Health Policy

A Call for Responsible Antibiotic Use in the Era of Telehealth


Telehealth has revolutionized health care as we know it, but it may also be contributing to the overuse of antibiotics and antimicrobial resistance.

Antibiotics and the Risks

Antibiotics treat infections caused by bacteria, like strep throat and whooping cough. They do this by either killing or slowing the growth of bacteria. Antibiotics save millions of lives around the world each year, but they can also be overprescribed and overused.

Excessive antibiotic use can lead to antimicrobial resistance (AMR). AMR happens when germs from the initial infection continue to survive, even after a patient completes a course of antibiotics. In other words, the germs are now resilient against that treatment. Resistance to even one type of antibiotic can lead to serious complications and prolonged recovery, requiring additional courses of stronger medicines.
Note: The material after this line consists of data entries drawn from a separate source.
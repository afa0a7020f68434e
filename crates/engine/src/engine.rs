//! The engine facade tying the pieces together.

use std::sync::Arc;

use restream_store::{ChunkStore, StreamId};
use tokio_util::sync::CancellationToken;
use tokio_util::task::TaskTracker;
use tracing::info;

use crate::attach;
use crate::config::EngineConfig;
use crate::error::{EngineError, EngineResult};
use crate::lifecycle::{self, StreamStatus};
use crate::producer::{self, ProduceOutcome};
use crate::registry::StreamRegistry;
use crate::retention;
use crate::sink::StreamReading;
use crate::source::UpstreamSource;
use crate::text_index::{self, TextIndex};

/// State shared by the engine handle and its background tasks.
pub(crate) struct EngineInner<C: ChunkStore> {
    pub(crate) store: C,
    pub(crate) config: EngineConfig,
    pub(crate) registry: StreamRegistry,
    pub(crate) text: TextIndex,
    pub(crate) shutdown: CancellationToken,
    pub(crate) tasks: TaskTracker,
}

/// Resumable multi-reader stream broadcast engine over a chunk store.
///
/// One engine serves any number of streams: at most one producer task per
/// stream id pulls from its upstream source, every chunk is persisted before
/// it is broadcast, and readers can attach at any time, from any sequence
/// position, before or after the stream finishes.
///
/// The handle is cheap to clone; all state lives behind an `Arc`. Must be
/// created inside a Tokio runtime.
#[derive(Clone)]
pub struct StreamEngine<C: ChunkStore> {
    inner: Arc<EngineInner<C>>,
}

impl<C: ChunkStore> StreamEngine<C> {
    /// Create an engine over the given store and start its background tasks.
    pub fn new(store: C, config: EngineConfig) -> Self {
        let inner = Arc::new(EngineInner {
            store,
            config,
            registry: StreamRegistry::new(),
            text: TextIndex::new(),
            shutdown: CancellationToken::new(),
            tasks: TaskTracker::new(),
        });
        retention::spawn_sweeper(&inner);
        Self { inner }
    }

    /// Start producing the stream, or join it if it is already producing.
    ///
    /// Exactly one producer runs per stream id; concurrent calls all receive
    /// the same chunks. A call for a terminal stream degrades to a replay
    /// attachment. The returned reading starts at seq 0.
    pub async fn produce<U: UpstreamSource>(
        &self,
        stream_id: &StreamId,
        source: U,
    ) -> EngineResult<ProduceOutcome> {
        self.ensure_running()?;
        producer::start_or_join(&self.inner, stream_id, source).await
    }

    /// Attach a reader to a stream, replaying from `from_seq`.
    ///
    /// The reading replays every persisted chunk from `from_seq` onward,
    /// then tails the live stream if one is producing, or ends with the
    /// stream's state. Each persisted chunk arrives exactly once.
    pub async fn attach(&self, stream_id: &StreamId, from_seq: u64) -> EngineResult<StreamReading> {
        self.ensure_running()?;
        attach::attach(&self.inner, stream_id, from_seq).await
    }

    /// Cancel a stream and report its final status. Idempotent.
    pub async fn cancel(&self, stream_id: &StreamId) -> EngineResult<StreamStatus> {
        self.ensure_running()?;
        lifecycle::cancel(&self.inner, stream_id).await
    }

    /// Read a stream's current status from the store.
    pub async fn status(&self, stream_id: &StreamId) -> EngineResult<StreamStatus> {
        lifecycle::status(&self.inner, stream_id).await
    }

    /// Accumulated text extracted from the stream's chunks so far.
    pub async fn text_so_far(&self, stream_id: &StreamId) -> EngineResult<String> {
        text_index::text_so_far(&self.inner, stream_id).await
    }

    /// Whether this process is currently producing the stream.
    pub fn is_producing(&self, stream_id: &StreamId) -> bool {
        self.inner.registry.is_producing(stream_id)
    }

    /// Stop background tasks and wait for them to finish.
    ///
    /// Producers are abandoned without terminal writes, so a successor
    /// process sees unfinished streams the same way it would after a crash:
    /// as orphans, resolvable by cancel or a new produce call. Readings
    /// still held by consumers end once the bookkeeping is dropped.
    pub async fn shutdown(&self) {
        info!("stream engine shutting down");
        self.inner.shutdown.cancel();
        self.inner.tasks.close();
        self.inner.tasks.wait().await;
        self.inner.registry.clear();
    }

    fn ensure_running(&self) -> EngineResult<()> {
        if self.inner.shutdown.is_cancelled() {
            return Err(EngineError::ShutDown);
        }
        Ok(())
    }
}

impl<C: ChunkStore> std::fmt::Debug for StreamEngine<C> {
    fn fmt(&self, f: &mut std::fmt::Formatter<'_>) -> std::fmt::Result {
        f.debug_struct("StreamEngine").finish_non_exhaustive()
    }
}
The Centers for Disease Control and Prevention reported that AMR leads to over 2.8 million infections and 35,000 deaths each year in the United States. By 2050, AMR is predicted to cause about 10 million deaths annually, resulting in a global public health crisis.

Increase in Telehealth and Antibiotic Prescriptions

Surprisingly, the growth of telehealth care may be contributing to antibiotic overprescribing and overuse.

Telehealth exploded during the COVID-19 pandemic and, today, 87 percent of physicians use it regularly. Telehealth allows patients to receive health care virtually, through telephone, video, or other forms of technology. It offers increased flexibility, decreased travel time, and less risk of spreading disease for both patients and providers.

Popular platforms like GoodRx and Doctor on Demand market convenient and easy access to health care. Others offer specialized services, like WISP that focuses on women’s health. Despite its benefits, telehealth is not perfect.

It limits physical examinations (by definition) and rapport building, which changes the patient-provider relationship. It’s also unclear whether providers can truly make accurate diagnoses in a virtual setting in some cases.

Studies also show higher antibiotic prescribing rates in virtual consultations compared to in-person visits.

For instance, physicians were more likely to prescribe antibiotics for urinary tract infections during telehealth appointments (99%) compared to an office visit (49%). In another study, 55 percent of telehealth visits for respiratory tract infections resulted in antibiotic prescriptions, many of these cases were later found to not require them.

Online appointments with prescribed antibiotics were also shorter on average than in-person visits. Shorter in-person visits were associated with inappropriate antibiotic prescriptions, raising a similar question of quality prescribing decisions for online visits. What’s more, referrals and follow-up appointments are less likely to be completed with telehealth than in-person visits. So, after receiving antibiotics online, there may be less provider oversight than there would be otherwise.  

Concerningly, telehealth providers were more likely to receive a 5-star rating from patients when they prescribed antibiotics. In other words, receiving a prescription might be becoming an expectation. Thus, providers may be incentivized to prescribe unnecessary antibiotics to get a higher rating. It could also lead patients to doctor shop around for providers who will give them the care (e.g., antibiotics prescriptions) they think they need.

What Can We Do?

Telehealth isn’t going anywhere but insurers, providers, and patients are not helpless in the fight against antibiotic overuse.

First, insurance companies have an impact and should ensure that antibiotics are prescribed for the right illnesses. Insurers are well positioned to review data trends on antibiotic prescribing practices, share this information to providers, and identify areas where resistance may be more prevalent. Insurers can also educate their members on antibiotic resistance and encourage more appropriate prescribing.

Providers should lean into antimicrobial stewardship and antibiotic control programs, which aim to monitor antibiotic use and reduce AMR. These strategies include clinical education, auditing, and preauthorization for restricted antibiotics and can work alongside cautious telehealth use focused on improving access care for vulnerable groups (i.e., low-income, non-English speaking, and minority patients).

Patients have a role, too. Oftentimes, online appointments are viewed as mere transactions, with the expectation of a prescription after payment. It is important for patients to fully discuss their symptoms during telehealth appointments so that providers can offer the most appropriate treatment plan, which may or may not involve antibiotics. Patients should ask questions, too: Are antibiotics the first line of treatment for my condition? What are the potential side effects? Are there alternative treatments available?

Beyond the virtual exam room, we should continue promoting better hygiene practices, including good handwashing, which is essential to limit bacterial resistance. Maintaining a delicate balance between accessibility and responsible antibiotic use is imperative to ensure the sustained effectiveness of these life-saving drugs.

The sharp contrast between the threat of antibiotic overuse and unhindered access through telehealth raises questions about the unintended consequences of convenience. In the era of telehealth, providers and patients alike must be aware of when antibiotics are really necessary, and when they’re not.

PhiYen Nguyen, MPP, is a policy analyst at the Partnered Evidence-based Policy Resource Center with Boston University School of Public Health.